The key features of Nomad are:
-
Docker Support: Jobs can specify tasks which are Docker containers. Nomad will automatically run the containers on clients which have Docker installed, scale up and down based on the number of instances requested, and automatically recover from failures.
-
Operationally Simple: Nomad runs as a single binary that can be either a client or server, and is completely self contained. Nomad does not require any external services for storage or coordination. This means Nomad combines the features of a resource manager and scheduler in a single system.
-
Multi-Datacenter and Multi-Region Aware: Nomad is designed to be a global-scale scheduler. Multiple datacenters can be managed as part of a larger region, and jobs can be scheduled across datacenters if requested. Multiple regions join together and federate jobs making it easy to run jobs anywhere.
-
Flexible Workloads: Nomad has extensible support for task drivers, allowing it to run containerized, virtualized, and standalone applications. Users can easily start Docker containers, VMs, or application runtimes like Java. Nomad supports Linux, Windows, BSD, and OSX, providing the flexibility to run any workload.
-
Built for Scale: Nomad was designed from the ground up to support global scale infrastructure. Nomad is distributed and highly available, using both leader election and state replication to provide availability in the face of failures.
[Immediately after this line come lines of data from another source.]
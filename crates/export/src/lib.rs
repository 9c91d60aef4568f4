//! Scene export: turns a host scene into renderer statements.
//!
//! An [`ExportSession`] walks the scene, builds one mesh definition per used
//! material slot, places objects as instances where the sink and backend
//! allow it, and writes lights, camera and render setup around the geometry.
//!
//! # Invariants
//! - A definition name is emitted at most once per export.
//! - Emitting geometry is always written as full shapes, never instanced.
//! - A scene with no lamps and no emitters aborts before `WorldEnd`.
//! - Per-object failures skip the object; everything else aborts the export.
//! - At most one session holds an [`ExportSlot`] at a time.

mod cache;
mod camera;
mod error;
mod geometry;
mod lights;
mod materials;
mod mesh;
mod session;
mod settings;
mod setup;
mod state;
mod walker;

pub use cache::InstancingCache;
pub use camera::{CAMERA_END_TRANSFORM, export_camera, field_of_view, screen_window};
pub use error::{ExportError, ObjectFailure};
pub use geometry::{PlacementMode, build_mesh, define_portal, place};
pub use lights::{LightGroupRegistry, export_lights};
pub use materials::{
    Media, MaterialRegistry, active_emission, emission_params, export_material_package,
    material_params, object_emits,
};
pub use mesh::{
    GeometryDigest, MeshDefinition, MeshPartition, definition_name, fan_triangles, mesh_identity,
    portal_identity, split_by_material,
};
pub use session::{ExportReport, ExportSession, ExportSlot, SlotGuard};
pub use settings::{Backend, ExportSettings};
pub use setup::{export_render_setup, film_resolution};
pub use state::{ExportState, ExportStats};
pub use walker::{Expansion, SceneWalker, WalkOutcome};
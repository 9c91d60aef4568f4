use std::sync::{Arc, Mutex};
use std::time::Duration;

use crossbeam_channel::{Receiver, RecvTimeoutError, Sender, unbounded};
use serde::{Deserialize, Serialize};

use crate::control::{Liveness, RenderControl, RenderHost, StatKey, SupervisorError};
use crate::poller::{Flow, Poller};

/// Polling intervals and timeouts.
#[derive(Debug, Clone, PartialEq, Serialize, Deserialize)]
pub struct SupervisorConfig {
    pub stats_interval: Duration,
    pub framebuffer_interval: Duration,
    /// How long `reset` waits for each poller to stop.
    pub join_timeout: Duration,
    /// Period of the wait loop on the calling thread.
    pub wait_tick: Duration,
}

impl Default for SupervisorConfig {
    fn default() -> Self {
        Self {
            stats_interval: Duration::from_secs(1),
            framebuffer_interval: Duration::from_secs(10),
            join_timeout: Duration::from_secs(2),
            wait_tick: Duration::from_millis(100),
        }
    }
}

#[derive(Debug, Clone, Copy, PartialEq, Eq)]
pub enum SupervisorState {
    Idle,
    Started,
    Stopping,
}

/// Why a render ended.
#[derive(Debug, Clone, Copy, PartialEq, Eq)]
pub enum TerminationReason {
    FilmReady,
    Terminated,
    EnoughSamples,
    UserBreak,
    /// The renderer stopped abnormally.
    Crashed(Option<i32>),
}

impl TerminationReason {
    pub fn is_crash(&self) -> bool {
        matches!(self, Self::Crashed(_))
    }
}

/// Check the renderer's termination flags and the host's stop request.
///
/// An abnormal exit is reported ahead of the flags so that a crash is never
/// mistaken for a completed render.
pub fn check_termination(
    control: &dyn RenderControl,
    host: &dyn RenderHost,
) -> Option<TerminationReason> {
    if let Liveness::Crashed(code) = control.liveness() {
        return Some(TerminationReason::Crashed(code));
    }
    if control.statistic(StatKey::FilmIsReady) > 0.0 {
        Some(TerminationReason::FilmReady)
    } else if control.statistic(StatKey::Terminated) > 0.0 {
        Some(TerminationReason::Terminated)
    } else if control.statistic(StatKey::EnoughSamples) > 0.0 {
        Some(TerminationReason::EnoughSamples)
    } else if host.test_break() {
        Some(TerminationReason::UserBreak)
    } else {
        None
    }
}

/// One-line render status, e.g. `00:01:05 - 12.50 S/p - 84000 S/s - 1920x1080`.
pub fn format_status(control: &dyn RenderControl) -> String {
    let secs = control.statistic(StatKey::SecElapsed).max(0.0) as u64;
    format!(
        "{:02}:{:02}:{:02} - {:.2} S/p - {:.0} S/s - {}x{}",
        secs / 3600,
        (secs / 60) % 60,
        secs % 60,
        control.statistic(StatKey::SamplesPx),
        control.statistic(StatKey::SamplesSec),
        control.statistic(StatKey::FilmXres) as u32,
        control.statistic(StatKey::FilmYres) as u32,
    )
}

/// Drives a running render: statistics and framebuffer pollers, completion
/// detection and ordered teardown.
///
/// Teardown always stops both pollers before the renderer handle is
/// released. Dropping the supervisor performs the same teardown.
pub struct RenderSupervisor {
    config: SupervisorConfig,
    state: SupervisorState,
    stats: Option<Poller>,
    framebuffer: Option<Poller>,
    events_tx: Sender<TerminationReason>,
    events_rx: Receiver<TerminationReason>,
    status: Arc<Mutex<String>>,
    host: Arc<dyn RenderHost>,
    control: Option<Arc<dyn RenderControl>>,
    outcome: Option<TerminationReason>,
}

impl RenderSupervisor {
    pub fn new(
        control: Arc<dyn RenderControl>,
        host: Arc<dyn RenderHost>,
        config: SupervisorConfig,
    ) -> Self {
        let (events_tx, events_rx) = unbounded();
        Self {
            config,
            state: SupervisorState::Idle,
            stats: None,
            framebuffer: None,
            events_tx,
            events_rx,
            status: Arc::new(Mutex::new(String::new())),
            host,
            control: Some(control),
            outcome: None,
        }
    }

    pub fn state(&self) -> SupervisorState {
        self.state
    }

    /// Last status line produced by the statistics poller.
    pub fn status(&self) -> String {
        self.status.lock().map(|s| s.clone()).unwrap_or_default()
    }

    pub fn outcome(&self) -> Option<TerminationReason> {
        self.outcome
    }

    /// Start rendering and both pollers. Calling it again while started only
    /// logs a warning.
    pub fn start(&mut self) -> Result<(), SupervisorError> {
        if self.state != SupervisorState::Idle {
            tracing::warn!(state = ?self.state, "render supervisor already started");
            return Ok(());
        }
        let control = self.control.clone().ok_or(SupervisorError::Released)?;
        control.world_end()?;

        let stats = {
            let control = Arc::clone(&control);
            let host = Arc::clone(&self.host);
            let status = Arc::clone(&self.status);
            let events = self.events_tx.clone();
            Poller::spawn("luxport-stats", self.config.stats_interval, move || {
                let line = format_status(control.as_ref());
                host.update_status(&line);
                if let Ok(mut slot) = status.lock() {
                    *slot = line;
                }
                match check_termination(control.as_ref(), host.as_ref()) {
                    Some(reason) => {
                        let _ = events.send(reason);
                        Flow::Stop
                    }
                    None => Flow::Continue,
                }
            })?
        };
        let framebuffer = {
            let control = Arc::clone(&control);
            let host = Arc::clone(&self.host);
            Poller::spawn("luxport-framebuffer", self.config.framebuffer_interval, move || {
                match control.framebuffer() {
                    Ok(fb) => host.refresh_image(&fb),
                    Err(e) => tracing::debug!(error = %e, "framebuffer not ready"),
                }
                Flow::Continue
            })
        };
        let framebuffer = match framebuffer {
            Ok(poller) => poller,
            Err(e) => {
                let mut stats = stats;
                stats.stop(self.config.join_timeout);
                return Err(e);
            }
        };

        self.stats = Some(stats);
        self.framebuffer = Some(framebuffer);
        self.state = SupervisorState::Started;
        tracing::info!("render started");
        Ok(())
    }

    /// Block until the render ends, then tear down. Returns why it ended, or
    /// the previous outcome when the render is not running.
    pub fn wait(&mut self) -> Option<TerminationReason> {
        if self.state != SupervisorState::Started {
            return self.outcome;
        }
        let reason = loop {
            match self.events_rx.recv_timeout(self.config.wait_tick) {
                Ok(reason) => break reason,
                Err(RecvTimeoutError::Timeout) => {
                    if let Some(reason) = self.poller_lost() {
                        break reason;
                    }
                }
                Err(RecvTimeoutError::Disconnected) => break TerminationReason::Terminated,
            }
        };
        match reason {
            TerminationReason::Crashed(code) => {
                tracing::error!(?code, "renderer crashed");
            }
            reason => tracing::info!(?reason, status = %self.status(), "render finished"),
        }
        self.outcome = Some(reason);
        self.reset();
        Some(reason)
    }

    /// Termination reason when the statistics poller has exited without
    /// reporting one, checked here on the calling thread instead.
    fn poller_lost(&self) -> Option<TerminationReason> {
        if !self.stats.as_ref().is_none_or(|p| p.is_finished()) {
            return None;
        }
        if let Ok(reason) = self.events_rx.try_recv() {
            return Some(reason);
        }
        tracing::warn!("statistics poller stopped without a result");
        let reason = self
            .control
            .as_deref()
            .and_then(|control| check_termination(control, self.host.as_ref()));
        Some(reason.unwrap_or(TerminationReason::Terminated))
    }

    /// Stop both pollers, pull the framebuffer one last time, then exit, wait
    /// for and release the renderer.
    pub fn reset(&mut self) {
        let Some(control) = self.control.take() else {
            return;
        };
        let was_started = self.state == SupervisorState::Started;
        self.state = SupervisorState::Stopping;

        for poller in [self.stats.take(), self.framebuffer.take()]
            .into_iter()
            .flatten()
        {
            let mut poller = poller;
            poller.stop(self.config.join_timeout);
        }

        if was_started {
            match control.framebuffer() {
                Ok(fb) => self.host.refresh_image(&fb),
                Err(e) => tracing::debug!(error = %e, "no final framebuffer"),
            }
        }
        control.exit();
        control.wait();
        control.cleanup();

        self.state = SupervisorState::Idle;
        tracing::debug!("render supervisor reset");
    }
}

impl Drop for RenderSupervisor {
    fn drop(&mut self) {
        self.reset();
    }
}
//! Light sources, light groups and portals.

use glam::{Mat4, Vec3};
use luxport_common::{ObjectId, ParamSet, matrix_to_array};
use luxport_context::{Capability, Context, LogicalFile};
use luxport_scene::{HostScene, LampData, LampKind, ObjectData, ObjectKind, SkyMode};

use crate::error::ExportError;
use crate::state::ExportState;

/// Numeric ids for light groups, assigned in order of first use.
///
/// Only lights and emitters that are actually exported claim an id.
#[derive(Debug, Default)]
pub struct LightGroupRegistry {
    names: Vec<String>,
}

impl LightGroupRegistry {
    pub fn id_for(&mut self, name: &str) -> u32 {
        match self.names.iter().position(|n| n == name) {
            Some(i) => i as u32,
            None => {
                self.names.push(name.to_string());
                (self.names.len() - 1) as u32
            }
        }
    }

    pub fn names(&self) -> &[String] {
        &self.names
    }

    pub fn len(&self) -> usize {
        self.names.len()
    }

    pub fn is_empty(&self) -> bool {
        self.names.is_empty()
    }
}

/// Export every renderable lamp object plus lamps reached through dupli
/// expansion. Returns the number of light sources written.
pub fn export_lights(
    ctx: &mut Context,
    scene: &dyn HostScene,
    state: &mut ExportState,
    dupli_lamps: &[(ObjectId, Mat4)],
) -> Result<usize, ExportError> {
    ctx.set_output_file(LogicalFile::Main);
    let mut lamps: Vec<(&ObjectData, Mat4)> = scene
        .renderable_objects()
        .iter()
        .filter_map(|id| scene.object(id))
        .filter(|o| o.kind == ObjectKind::Lamp)
        .map(|o| (o, o.matrix_world))
        .collect();
    for (id, matrix) in dupli_lamps {
        match scene.object(id) {
            Some(object) => lamps.push((object, *matrix)),
            None => state.guard(id, Err(luxport_scene::SceneError::ObjectNotFound(id.clone()).into()))?,
        }
    }

    let mut count = 0;
    for (object, matrix) in lamps {
        match export_lamp(ctx, scene, state, object, &matrix) {
            Ok(true) => count += 1,
            Ok(false) => {}
            Err(e) => state.guard(&object.name, Err(e))?,
        }
    }
    state.stats.lights += count;
    tracing::info!(lights = count, groups = state.light_groups.len(), "lights exported");
    Ok(count)
}

fn base_params(lamp: &LampData) -> ParamSet {
    ParamSet::new()
        .add_color("L", lamp.color)
        .add_float("gain", lamp.gain)
        .add_float("power", lamp.power)
        .add_float("efficacy", lamp.efficacy)
}

/// Emit one lamp. Returns `false` when its light group is disabled.
fn export_lamp(
    ctx: &mut Context,
    scene: &dyn HostScene,
    state: &mut ExportState,
    object: &ObjectData,
    matrix: &Mat4,
) -> Result<bool, ExportError> {
    let data = object.data.as_deref().unwrap_or(object.name.as_str());
    let lamp = scene
        .lamp(data)
        .ok_or_else(|| ExportError::LampNotFound(data.to_string()))?;
    if !scene.render_settings().light_group_enabled(&lamp.light_group) {
        tracing::debug!(lamp = %object.name, group = %lamp.light_group, "light group disabled, lamp skipped");
        return Ok(false);
    }
    let group_id = state.light_groups.id_for(&lamp.light_group);

    ctx.attribute_begin()?;
    ctx.light_group(&lamp.light_group, ParamSet::new())?;
    let takes_portals = match &lamp.kind {
        LampKind::Point => {
            ctx.transform(matrix_to_array(matrix))?;
            ctx.light_source("point", base_params(lamp).add_point("from", [0.0, 0.0, 0.0]))?;
            false
        }
        LampKind::Spot {
            size,
            blend,
            projector,
        } => {
            ctx.transform(matrix_to_array(matrix))?;
            let params = match projector {
                Some(map) => (
                    "projector",
                    base_params(lamp)
                        .add_string("mapname", map.clone())
                        .add_float("fov", size.to_degrees()),
                ),
                None => {
                    let cone = size.to_degrees() / 2.0;
                    (
                        "spot",
                        base_params(lamp)
                            .add_point("from", [0.0, 0.0, 0.0])
                            .add_point("to", [0.0, 0.0, -1.0])
                            .add_float("coneangle", cone)
                            .add_float("conedeltaangle", cone * blend),
                    )
                }
            };
            ctx.light_source(params.0, params.1)?;
            false
        }
        LampKind::Sun { sky, turbidity } => {
            let sundir = matrix.transform_vector3(Vec3::Z).normalize_or_zero();
            let kind = match sky {
                SkyMode::Sun => "sun",
                SkyMode::Sky => "sky",
                SkyMode::SunSky => "sunsky",
            };
            ctx.light_source(
                kind,
                ParamSet::new()
                    .add_float("gain", lamp.gain)
                    .add_vector("sundir", sundir.to_array())
                    .add_float("turbidity", *turbidity),
            )?;
            true
        }
        LampKind::Hemi { map } => {
            ctx.transform(matrix_to_array(matrix))?;
            let params = match map {
                Some(map) => base_params(lamp).add_string("mapname", map.clone()),
                None => base_params(lamp),
            };
            ctx.light_source("infinite", params)?;
            true
        }
        LampKind::Area { size_x, size_y } => {
            ctx.transform(matrix_to_array(matrix))?;
            ctx.area_light_source("area", base_params(lamp))?;
            ctx.shape("trianglemesh", area_quad(*size_x, *size_y))?;
            true
        }
    };

    if takes_portals && lamp.use_portals {
        let portals: Vec<String> = state
            .cache
            .portal_definitions()
            .map(|d| d.name.clone())
            .collect();
        if !portals.is_empty() && ctx.supports(Capability::Instancing) {
            // Portal definitions are baked in world space.
            ctx.identity()?;
            for name in &portals {
                ctx.portal_instance(name)?;
            }
        }
    }
    ctx.attribute_end()?;
    tracing::debug!(lamp = %object.name, group_id, "lamp exported");
    Ok(true)
}

/// Emitting quad of an area lamp, facing local -Z.
fn area_quad(size_x: f32, size_y: f32) -> ParamSet {
    let (x, y) = (size_x / 2.0, size_y / 2.0);
    ParamSet::new()
        .add_integers("indices", vec![0, 1, 2, 0, 2, 3])
        .add_points(
            "P",
            vec![-x, y, 0.0, x, y, 0.0, x, -y, 0.0, -x, -y, 0.0],
        )
}

#[cfg(test)]
mod tests {
    use super::*;
    use luxport_common::ParamValue;
    use luxport_context::{ApiContext, RecordingApi, Statement, StatementLog};
    use luxport_scene::{LightGroupSetting, MemoryScene};

    fn api() -> (Context, StatementLog) {
        let (api, log) = RecordingApi::new();
        (Context::Api(ApiContext::new(Box::new(api))), log)
    }

    fn scene_with(lamp: LampData) -> MemoryScene {
        let mut scene = MemoryScene::new("lights");
        scene.insert_object(ObjectData::lamp("LampObj", &lamp.name));
        scene.insert_lamp(lamp);
        scene
    }

    #[test]
    fn registry_assigns_in_first_use_order() {
        let mut reg = LightGroupRegistry::default();
        assert_eq!(reg.id_for("key"), 0);
        assert_eq!(reg.id_for("fill"), 1);
        assert_eq!(reg.id_for("key"), 0);
        assert_eq!(reg.len(), 2);
    }

    #[test]
    fn point_lamp() {
        let scene = scene_with(LampData::new("Point", LampKind::Point));
        let (mut ctx, log) = api();
        let mut state = ExportState::new(true);
        assert_eq!(export_lights(&mut ctx, &scene, &mut state, &[]).unwrap(), 1);
        let keywords: Vec<_> = log.statements().iter().map(|s| s.keyword()).collect();
        assert_eq!(
            keywords,
            vec!["AttributeBegin", "LightGroup", "Transform", "LightSource", "AttributeEnd"]
        );
        assert_eq!(state.light_groups.names(), ["default"]);
    }

    #[test]
    fn disabled_group_writes_nothing() {
        let mut scene = scene_with(LampData::new("Point", LampKind::Point).in_group("rim"));
        scene.settings.light_groups.push(LightGroupSetting {
            name: "rim".into(),
            enabled: false,
            gain: 1.0,
        });
        let (mut ctx, log) = api();
        let mut state = ExportState::new(true);
        assert_eq!(export_lights(&mut ctx, &scene, &mut state, &[]).unwrap(), 0);
        assert!(log.is_empty());
        assert!(state.light_groups.is_empty());
    }

    #[test]
    fn spot_cone_angles() {
        let lamp = LampData::new(
            "Spot",
            LampKind::Spot {
                size: std::f32::consts::FRAC_PI_2,
                blend: 0.5,
                projector: None,
            },
        );
        let scene = scene_with(lamp);
        let (mut ctx, log) = api();
        let mut state = ExportState::new(true);
        export_lights(&mut ctx, &scene, &mut state, &[]).unwrap();
        let light = log
            .statements()
            .into_iter()
            .find(|s| s.keyword() == "LightSource");
        let Some(Statement::LightSource { kind, params }) = light else {
            panic!("no light source");
        };
        assert_eq!(kind, "spot");
        let Some(ParamValue::Float(cone)) = params.get("coneangle") else {
            panic!("no cone");
        };
        assert!((cone[0] - 45.0).abs() < 1e-4);
    }

    #[test]
    fn area_lamp_writes_quad() {
        let scene = scene_with(LampData::new(
            "Area",
            LampKind::Area {
                size_x: 2.0,
                size_y: 1.0,
            },
        ));
        let (mut ctx, log) = api();
        let mut state = ExportState::new(true);
        export_lights(&mut ctx, &scene, &mut state, &[]).unwrap();
        assert_eq!(log.count_keyword("AreaLightSource"), 1);
        assert_eq!(log.count_keyword("Shape"), 1);
    }

    #[test]
    fn sun_direction_follows_object() {
        let scene = scene_with(LampData::new(
            "Sun",
            LampKind::Sun {
                sky: SkyMode::SunSky,
                turbidity: 2.2,
            },
        ));
        let (mut ctx, log) = api();
        let mut state = ExportState::new(true);
        export_lights(&mut ctx, &scene, &mut state, &[]).unwrap();
        let Some(Statement::LightSource { kind, params }) = log
            .statements()
            .into_iter()
            .find(|s| s.keyword() == "LightSource")
        else {
            panic!("no light source");
        };
        assert_eq!(kind, "sunsky");
        assert_eq!(params.get("sundir"), Some(&ParamValue::Vector(vec![0.0, 0.0, 1.0])));
        assert_eq!(log.count_keyword("Transform"), 0);
    }

    #[test]
    fn missing_lamp_data_is_per_object() {
        let mut scene = MemoryScene::new("lights");
        scene.insert_object(ObjectData::lamp("Orphan", "Nothing"));
        let (mut ctx, _log) = api();
        let mut state = ExportState::new(true);
        assert_eq!(export_lights(&mut ctx, &scene, &mut state, &[]).unwrap(), 0);
        assert_eq!(state.failures.len(), 1);
    }
}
Nomad is optimistically concurrent, enabling all servers to participate in scheduling decisions which increases the total throughput and reduces latency to support demanding workloads. Nomad has been proven to scale to cluster sizes that exceed 10k nodes in real-world production environments.
-
HashiCorp Ecosystem: HashiCorp Ecosystem: Nomad integrates with the entire HashiCorp ecosystem of tools. Like all HashiCorp tools, Nomad follows the UNIX design philosophy of doing something specific and doing it well. Nomad integrates with Terraform, Consul, and Vault for provisioning, service discovery, and secrets management.